Via lavagna e gessetto
Arriva la scuola digitale
La nuova realtà didattica nel Circolo Didattico “Regina Elena”e nella scuola media "Pirandello" di Civitanova
di Laura Boccanera
Come continuare ad insegnare con lavagna e gessetto quando ormai anche i bimbi di 6 anni conoscono internet, sanno come si usa un Iphone e utilizzano senza alcuna difficoltà gli strumenti del web? La domanda se la sono posta i dirigenti didattici del Circolo Didattico “Regina Elena”e della scuola media statale “L. Pirandello” di Civitanova. E la risposta sta nella didattica 2.0, una scuola digitale che si avvale dei nuovi media per un metodo di insegnamento più al passo con i tempi. L’iniziativa è stata presentata questa mattina dai Dirigenti Scolastici Leonardo Paoluzzi e Nazzareno Navisse, alla presenza del sindaco Massimo Mobili e dell’Assessore alle Politiche Formative Fabrizio Ciarapica.
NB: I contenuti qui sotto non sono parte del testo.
impl PacketInterpreter for LegacyInterpreter {
    fn is_lidar_packet(&self, data: &[u8]) -> bool {
        packet::is_lidar_packet(data)
    }

    fn process_packet(&mut self, packet: &RawPacket<'_>) -> ProcessOutput {
        let mut output = ProcessOutput::default();
        let slice = match PacketSlice::from_slice(packet.data) {
            Ok(slice) => slice,
            Err(err) => {
                trace!("skipping packet: {}", err);
                return output;
            }
        };

        self.check_sensor(&slice, &mut output.warnings);
        self.update_sensor(&slice);

        let raw_time = slice.raw_time();
        let packet_time = self.timestamps.compute(raw_time);
        let hdl64 = slice.is_hdl64();
        let dual = self.sensor.return_mode.is_dual();
        let group = PacketSlice::dual_group_size(hdl64, slice.is_vls128());
        let laser_count = self.calibration.laser_count();
        let fold_lanes = laser_count == 16;
        let stride = self.config.firing_skip + 1;

        let processor = FiringProcessor {
            calibration: &self.calibration,
            variant: self.calibration.variant(),
            packet_time,
            raw_time,
            dual,
            hdl64,
            azimuth_step: azimuth_step(&slice, hdl64),
            intensity_correction: self.config.intensity_correction
                && hdl64
                && self.sensor.power_mode != PowerMode::CorrectionOn,
            intra_firing_adjustment: self.config.intra_firing_adjustment,
        };

        let first_block = std::mem::take(&mut self.skip_next);
        for block in first_block..FIRINGS_PER_PACKET {
            let firing = slice.firing(block);
            let azimuth = firing.azimuth();

            if self.framing.observe(azimuth) {
                if let Some(rpm) = self.rpm.on_boundary(packet_time) {
                    trace!("rotation completed at {:.1} rpm", rpm);
                }
                self.pairing.reset();
                if self.frame.is_empty() {
                    self.frame.discard();
                } else {
                    let frame = self.frame.finalize(self.rpm.rpm());
                    debug!(
                        "frame {} completed with {} points",
                        frame.frame_id(),
                        frame.len()
                    );
                    output.frames.push(frame);
                }
            }

            self.frame.begin(FrameInfo {
                file_position: packet.file_position,
                network_time: packet.network_time,
                first_raw_time: raw_time,
                firing_to_skip: block,
                rolling_count: self.timestamps.rolling_count(),
            });

            // A dual-return group starts even when its first block is skipped
            if block % group == 0 {
                self.pairing.pair_start = self.frame.len();
            }

            if block % stride != 0 {
                continue;
            }

            let block_id = firing.block_id();
            let lower = block_id == BlockId::Lower;
            if hdl64 && lower && laser_count < 64 {
                if self.latches.warn_hdl64 {
                    self.latches.warn_hdl64 = false;
                    raise(
                        &mut output.warnings,
                        Warning::UnsupportedHdl64Firing { laser_count },
                    );
                }
                continue;
            }

            let dual_firing = PacketSlice::is_dual_return_firing(block, dual, group);

            for slot in 0..LASERS_PER_FIRING {
                let raw_laser = block_id.laser_offset() + slot;
                let laser = if fold_lanes { slot % 16 } else { raw_laser };
                if laser >= laser_count {
                    if self.latches.warn_laser_range {
                        self.latches.warn_laser_range = false;
                        raise(
                            &mut output.warnings,
                            Warning::LaserIdOutOfRange {
                                laser_id: laser,
                                laser_count,
                            },
                        );
                    }
                    continue;
                }
                if !self.laser_mask[laser] {
                    continue;
                }

                let laser_return = firing.laser_return(slot);
                if self.config.ignore_zero_distances && laser_return.distance == 0 {
                    continue;
                }

                let point =
                    processor.decode(block, slot, laser, raw_laser, azimuth, lower, laser_return);
                let (distance, intensity) = (point.distance, point.intensity);
                let points = self.frame.points_mut();
                let index = points.push(point);

                if dual_firing {
                    match self.pairing.first_return(raw_laser) {
                        Some(first) => {
                            let first_return =
                                (points.distance()[first], points.intensity()[first]);
                            match resolve(first_return, (distance, intensity)) {
                                DualResolution::Doubled => {
                                    points.set_flags(first, DualFlags::DOUBLED);
                                    points.set_flags(index, DualFlags::DOUBLED);
                                }
                                DualResolution::Distinct {
                                    first: first_flags,
                                    second,
                                } => {
                                    points.set_flags(first, first_flags);
                                    points.set_flags(index, second);
                                    points.link(first, index);
                                }
                            }
                        }
                        None => points.set_flags(index, DualFlags::DOUBLED),
                    }
                }
                self.pairing.last_point[raw_laser] = Some(index);
            }
        }

        output
    }

    fn preprocess_packet(&mut self, packet: &RawPacket<'_>) -> Option<FrameInfo> {
        let slice = PacketSlice::from_slice(packet.data).ok()?;
        let raw_time = slice.raw_time();
        self.catalog.timestamps.compute(raw_time);

        let mut split = None;
        for block in 0..FIRINGS_PER_PACKET {
            if self.catalog.framing.observe(slice.firing(block).azimuth()) && split.is_none() {
                split = Some(block);
            }
        }

        let firing_to_skip = if !self.catalog.started {
            self.catalog.started = true;
            0
        } else {
            split?
        };

        Some(FrameInfo {
            file_position: packet.file_position,
            network_time: packet.network_time,
            first_raw_time: raw_time,
            firing_to_skip,
            rolling_count: self.catalog.timestamps.rolling_count(),
        })
    }

    fn split_frame(&mut self, force: bool) -> Option<Frame> {
        if !force && self.frame.is_empty() {
            return None;
        }
        self.pairing.reset();
        let frame = self.frame.finalize(self.rpm.rpm());
        debug!(
            "frame {} split with {} points",
            frame.frame_id(),
            frame.len()
        );
        Some(frame)
    }

    fn reset_current_frame(&mut self) {
        self.frame.discard();
        self.pairing.reset();
    }

    fn sensor_information(&self) -> String {
        let sensor = &self.sensor;
        format!(
            "{} ({} lasers), {}, power {}, factory bytes {} (0x{:02x}) {} (0x{:02x})",
            sensor.model,
            self.calibration.laser_count(),
            sensor.return_mode,
            sensor.power_mode,
            sensor.factory_field1,
            sensor.factory_field1,
            sensor.factory_field2,
            sensor.factory_field2
        )
    }
}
I due dirigenti hanno parlato della sfida educativa d’inizio millennio, dei nuovi codici comunicativi delle giovani generazioni e delle potenzialità formative dei nuovi ambienti di apprendimento, soprattutto se condivisi e utilizzati in continuità nei due settori dell’istruzione: quello della scuola primaria e quello della scuola secondaria di primo grado.

Un sistema di insegnamento nuovo e già sperimentato in altre città che ha incontrato da subito l’interesse degli studenti: tra le novità di rilievo le lavagne interattive e attività collaborative in rete su piattaforma e-learning finalizzate allo sviluppo delle competenze sociali in alunni sempre più protagonisti nella costruzione del proprio sapere. “La scuola digitale è un’opportunità di crescita culturale per le nuove generazioni – ha commentato Ciarapica – è fondamentale agire su di loro se vogliamo poi avere cittadini responsabili domani. L’Amministrazione ha voluto partecipare a questo progetto garantendo il collegamento con l’Adsl a banda larga gratuita per tutte le scuole di Civitanova per un spesa di circa 7000 euro l’anno”. Una sorta di “upgrade” della didattica insomma, che senza buttare via il buono che già c’è, cerca di utilizzare al meglio le opportunità offerte dalle nuove tecnologie.